● **Task requirements**: Your answer should consist of each line from the data below that contains "ChatCompletionRequest".

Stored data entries
- - - - -

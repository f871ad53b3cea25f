//! Minimal OpenAI-compatible chat-completions provider.
//!
//! Gated behind the `http-provider` feature: the concrete wire protocol of
//! any given model vendor is out of scope here, so this is deliberately a
//! skeleton wide enough to hit an OpenAI-shaped `/chat/completions` endpoint
//! (OpenAI, OpenRouter, Ollama, any self-hosted gateway), not a full client
//! for every vendor's quirks.

use std::collections::HashMap;
use std::time::Duration;

use async_trait::async_trait;
use reqwest::{Client, StatusCode};
use serde::{Deserialize, Serialize};

use crate::ai::provider::{LLMProvider, ModelError};
use crate::ai::types::{
    CompletionRequest, CompletionResponse, FinishReason, Message as AppMessage, MessageRole, Usage,
};

const DEFAULT_TIMEOUT: Duration = Duration::from_secs(30);
const DEFAULT_MAX_RETRIES: u32 = 3;

#[derive(Debug, Serialize)]
struct ApiMessage {
    role: String,
    content: String,
}

#[derive(Debug, Serialize)]
struct ChatCompletionRequest {
    model: String,
    messages: Vec<ApiMessage>,
    #[serde(skip_serializing_if = "Option::is_none")]
    temperature: Option<f32>,
    #[serde(skip_serializing_if = "Option::is_none")]
    max_tokens: Option<u32>,
}

#[derive(Debug, Deserialize)]
struct ChatCompletionResponse {
    choices: Vec<Choice>,
    #[serde(default)]
    usage: Option<ApiUsage>,
    model: String,
}

#[derive(Debug, Deserialize)]
struct Choice {
    message: ApiResponseMessage,
    finish_reason: Option<String>,
}

#[derive(Debug, Deserialize)]
struct ApiResponseMessage {
    content: Option<String>,
}

#[derive(Debug, Deserialize)]
struct ApiUsage {
    prompt_tokens: u32,
    completion_tokens: u32,
    total_tokens: u32,
}

/// Connection details for an OpenAI-shaped chat-completions endpoint.
#[derive(Debug, Clone)]
pub struct OpenAiCompatibleConfig {
    pub api_key: String,
    pub base_url: String,
    pub timeout: Duration,
    pub max_retries: u32,
    pub extra_headers: HashMap<String, String>,
    pub context_limit: usize,
}

impl OpenAiCompatibleConfig {
    pub fn new(api_key: impl Into<String>, base_url: impl Into<String>) -> Self {
        Self {
            api_key: api_key.into(),
            base_url: base_url.into(),
            timeout: DEFAULT_TIMEOUT,
            max_retries: DEFAULT_MAX_RETRIES,
            extra_headers: HashMap::new(),
            context_limit: 128_000,
        }
    }

    pub fn with_header(mut self, key: impl Into<String>, value: impl Into<String>) -> Self {
        self.extra_headers.insert(key.into(), value.into());
        self
    }

    pub fn with_context_limit(mut self, context_limit: usize) -> Self {
        self.context_limit = context_limit;
        self
    }
}

pub struct OpenAiCompatibleProvider {
    client: Client,
    config: OpenAiCompatibleConfig,
    provider_name: String,
}

impl OpenAiCompatibleProvider {
    pub fn new(config: OpenAiCompatibleConfig, provider_name: impl Into<String>) -> Result<Self, ModelError> {
        let provider_name = provider_name.into();
        let client = Client::builder()
            .timeout(config.timeout)
            .build()
            .map_err(|e| ModelError::Transport {
                provider: provider_name.clone(),
                message: format!("failed to build HTTP client: {e}"),
            })?;

        Ok(Self {
            client,
            config,
            provider_name,
        })
    }

    fn convert_message(msg: &AppMessage) -> ApiMessage {
        let role = match msg.role {
            MessageRole::System => "system",
            MessageRole::User => "user",
            MessageRole::Assistant => "assistant",
            MessageRole::ToolResult => "tool",
        };
        ApiMessage {
            role: role.to_string(),
            content: msg.content.clone(),
        }
    }

    fn build_request(&self, request: &CompletionRequest) -> ChatCompletionRequest {
        ChatCompletionRequest {
            model: request.model.clone(),
            messages: request.messages.iter().map(Self::convert_message).collect(),
            temperature: request.temperature,
            max_tokens: request.max_tokens,
        }
    }

    fn auth_header(&self) -> Option<String> {
        if self.config.api_key.is_empty() {
            None
        } else {
            Some(format!("Bearer {}", self.config.api_key))
        }
    }

    async fn send_with_retry(
        &self,
        body: &ChatCompletionRequest,
    ) -> Result<ChatCompletionResponse, ModelError> {
        let mut last_err = None;

        for attempt in 0..=self.config.max_retries {
            if attempt > 0 {
                tokio::time::sleep(Duration::from_secs(2u64.pow(attempt - 1))).await;
            }

            let mut builder = self
                .client
                .post(format!("{}/chat/completions", self.config.base_url))
                .json(body);
            if let Some(auth) = self.auth_header() {
                builder = builder.header("Authorization", auth);
            }
            for (key, value) in &self.config.extra_headers {
                builder = builder.header(key, value);
            }

            match builder.send().await {
                Ok(response) if response.status().is_success() => {
                    return response.json().await.map_err(|e| ModelError::InvalidResponse {
                        provider: self.provider_name.clone(),
                        message: e.to_string(),
                    });
                }
                Ok(response) if response.status() == StatusCode::TOO_MANY_REQUESTS => {
                    last_err = Some(ModelError::RateLimited {
                        provider: self.provider_name.clone(),
                        message: "429 Too Many Requests".to_string(),
                    });
                }
                Ok(response) if response.status().is_client_error() => {
                    let status = response.status();
                    let body = response.text().await.unwrap_or_default();
                    return Err(ModelError::InvalidRequest {
                        provider: self.provider_name.clone(),
                        message: format!("{status}: {body}"),
                    });
                }
                Ok(response) => {
                    last_err = Some(ModelError::Transport {
                        provider: self.provider_name.clone(),
                        message: format!("server error: {}", response.status()),
                    });
                }
                Err(e) if e.is_timeout() => {
                    last_err = Some(ModelError::Timeout {
                        provider: self.provider_name.clone(),
                    });
                }
                Err(e) => {
                    last_err = Some(ModelError::Transport {
                        provider: self.provider_name.clone(),
                        message: e.to_string(),
                    });
                }
            }
        }

        Err(last_err.unwrap_or(ModelError::Transport {
            provider: self.provider_name.clone(),
            message: "request failed with no captured error".to_string(),
        }))
    }
}

#[async_trait]
impl LLMProvider for OpenAiCompatibleProvider {
    async fn complete(&self, request: CompletionRequest) -> Result<CompletionResponse, ModelError> {
        let api_request = self.build_request(&request);
        let api_response = self.send_with_retry(&api_request).await?;

        let choice = api_response
            .choices
            .into_iter()
            .next()
            .ok_or_else(|| ModelError::InvalidResponse {
                provider: self.provider_name.clone(),
                message: "no choices in response".to_string(),
            })?;

        let finish_reason = match choice.finish_reason.as_deref() {
            Some("tool_calls") => FinishReason::ToolCalls,
            Some("length") => FinishReason::Length,
            Some("content_filter") => FinishReason::ContentFilter,
            _ => FinishReason::Stop,
        };

        Ok(CompletionResponse {
            content: choice.message.content.unwrap_or_default(),
            tool_calls: Vec::new(),
            model: api_response.model,
            usage: api_response
                .usage
                .map(|u| Usage {
                    prompt_tokens: u.prompt_tokens,
                    completion_tokens: u.completion_tokens,
                    total_tokens: u.total_tokens,
                })
                .unwrap_or_default(),
            finish_reason,
        })
    }

    fn context_limit(&self) -> usize {
        self.config.context_limit
    }

    fn supports_tools(&self) -> bool {
        true
    }

    fn provider_name(&self) -> &str {
        &self.provider_name
    }
}

#[cfg(test)]
mod tests {
    use super::*;

    #[test]
    fn config_builder_sets_header_and_limit() {
        let config = OpenAiCompatibleConfig::new("key", "https://api.example.com/v1")
            .with_header("X-Custom", "value")
            .with_context_limit(32_000);
        assert_eq!(config.extra_headers.get("X-Custom"), Some(&"value".to_string()));
        assert_eq!(config.context_limit, 32_000);
    }

    #[test]
    fn message_conversion_maps_roles() {
        let api_msg = OpenAiCompatibleProvider::convert_message(&AppMessage::system("hi"));
        assert_eq!(api_msg.role, "system");
        let api_msg = OpenAiCompatibleProvider::convert_message(&AppMessage::tool_result("c1", "ok"));
        assert_eq!(api_msg.role, "tool");
    }

    #[test]
    fn provider_creation_succeeds() {
        let config = OpenAiCompatibleConfig::new("key", "https://api.example.com/v1");
        let provider = OpenAiCompatibleProvider::new(config, "example");
        assert!(provider.is_ok());
    }
}
//! Tool profiles and groups for access control.
//!
//! `TournamentEngine` hands each worker [`ToolProfile::Worker`] instead of
//! the MainAgent's registry view, since every tournament worker is its own
//! `AgentCore` with a restricted tool set.

use std::collections::HashSet;

use serde::{Deserialize, Serialize};

/// Logical grouping of tools by capability area.
#[derive(Debug, Clone, Copy, PartialEq, Eq, Hash, Serialize, Deserialize)]
#[serde(rename_all = "snake_case")]
pub enum ToolGroup {
    /// Filesystem tools (read, write, list, delete).
    Fs,
    /// Code/process execution tools.
    Execution,
    /// Control-plane tools (`complete_task`, `manage_context`).
    Control,
    /// Tournament-only tools (`reveal`).
    Tournament,
}

impl ToolGroup {
    pub fn tools(&self) -> &'static [&'static str] {
        match self {
            ToolGroup::Fs => &["file_read", "file_write", "file_list", "file_delete"],
            ToolGroup::Execution => &["run_process", "patch"],
            ToolGroup::Control => &["complete_task", "manage_context"],
            ToolGroup::Tournament => &["reveal"],
        }
    }

    pub fn from_tool_name(name: &str) -> Option<ToolGroup> {
        for group in [ToolGroup::Fs, ToolGroup::Execution, ToolGroup::Control, ToolGroup::Tournament] {
            if group.tools().contains(&name) {
                return Some(group);
            }
        }
        None
    }
}

/// Predefined tool access profiles.
#[derive(Debug, Clone, Copy, PartialEq, Eq, Hash, Serialize, Deserialize, Default)]
#[serde(rename_all = "snake_case")]
pub enum ToolProfile {
    /// Read-only filesystem access plus control tools. Used for workers that
    /// only critique or synthesize, never mutate the workspace.
    Minimal,
    /// Fs + Execution + Control + `reveal`. The default tournament worker
    /// profile — every tournament worker needs `reveal` to publish artifacts.
    Worker,
    /// Fs + Execution + Control, no `reveal` (that tool only makes sense
    /// inside a tournament stage). Used by the MainAgent.
    #[default]
    Full,
}

impl ToolProfile {
    pub fn allowed_groups(&self) -> Vec<ToolGroup> {
        match self {
            ToolProfile::Minimal => vec![ToolGroup::Control],
            ToolProfile::Worker => vec![
                ToolGroup::Fs,
                ToolGroup::Execution,
                ToolGroup::Control,
                ToolGroup::Tournament,
            ],
            ToolProfile::Full => vec![ToolGroup::Fs, ToolGroup::Execution, ToolGroup::Control],
        }
    }

    pub fn allowed_tools(&self) -> HashSet<&'static str> {
        let mut tools: HashSet<&'static str> = self
            .allowed_groups()
            .iter()
            .flat_map(|g| g.tools().iter().copied())
            .collect();

        // Minimal still allows read/list even though Fs as a group is withheld.
        if *self == ToolProfile::Minimal {
            tools.insert("file_read");
            tools.insert("file_list");
        }

        tools
    }

    /// Whether `tool_name` is visible under this profile. Unknown (custom)
    /// tools are allowed by default.
    pub fn is_tool_allowed(&self, tool_name: &str) -> bool {
        if ToolGroup::from_tool_name(tool_name).is_none() {
            return true;
        }
        self.allowed_tools().contains(tool_name)
    }
}

impl std::fmt::Display for ToolProfile {
    fn fmt(&self, f: &mut std::fmt::Formatter<'_>) -> std::fmt::Result {
        match self {
            ToolProfile::Minimal => write!(f, "minimal"),
            ToolProfile::Worker => write!(f, "worker"),
            ToolProfile::Full => write!(f, "full"),
        }
    }
}

#[cfg(test)]
mod tests {
    use super::*;

    #[test]
    fn minimal_excludes_mutating_fs_tools() {
        let p = ToolProfile::Minimal;
        assert!(p.is_tool_allowed("file_read"));
        assert!(p.is_tool_allowed("file_list"));
        assert!(!p.is_tool_allowed("file_write"));
        assert!(!p.is_tool_allowed("run_process"));
    }

    #[test]
    fn worker_includes_reveal() {
        let p = ToolProfile::Worker;
        assert!(p.is_tool_allowed("file_write"));
        assert!(p.is_tool_allowed("run_process"));
        assert!(p.is_tool_allowed("reveal"));
    }

    #[test]
    fn full_excludes_reveal() {
        let p = ToolProfile::Full;
        for name in ["file_read", "file_write", "run_process", "complete_task"] {
            assert!(p.is_tool_allowed(name));
        }
        assert!(!p.is_tool_allowed("reveal"));
    }

    #[test]
    fn unknown_tool_allowed_by_default() {
        assert!(ToolProfile::Minimal.is_tool_allowed("custom_tool_xyz"));
    }
}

- - - - -

● **Solution to this problem**:
struct ChatCompletionRequest {
    fn build_request(&self, request: &CompletionRequest) -> ChatCompletionRequest {
        ChatCompletionRequest {
        body: &ChatCompletionRequest,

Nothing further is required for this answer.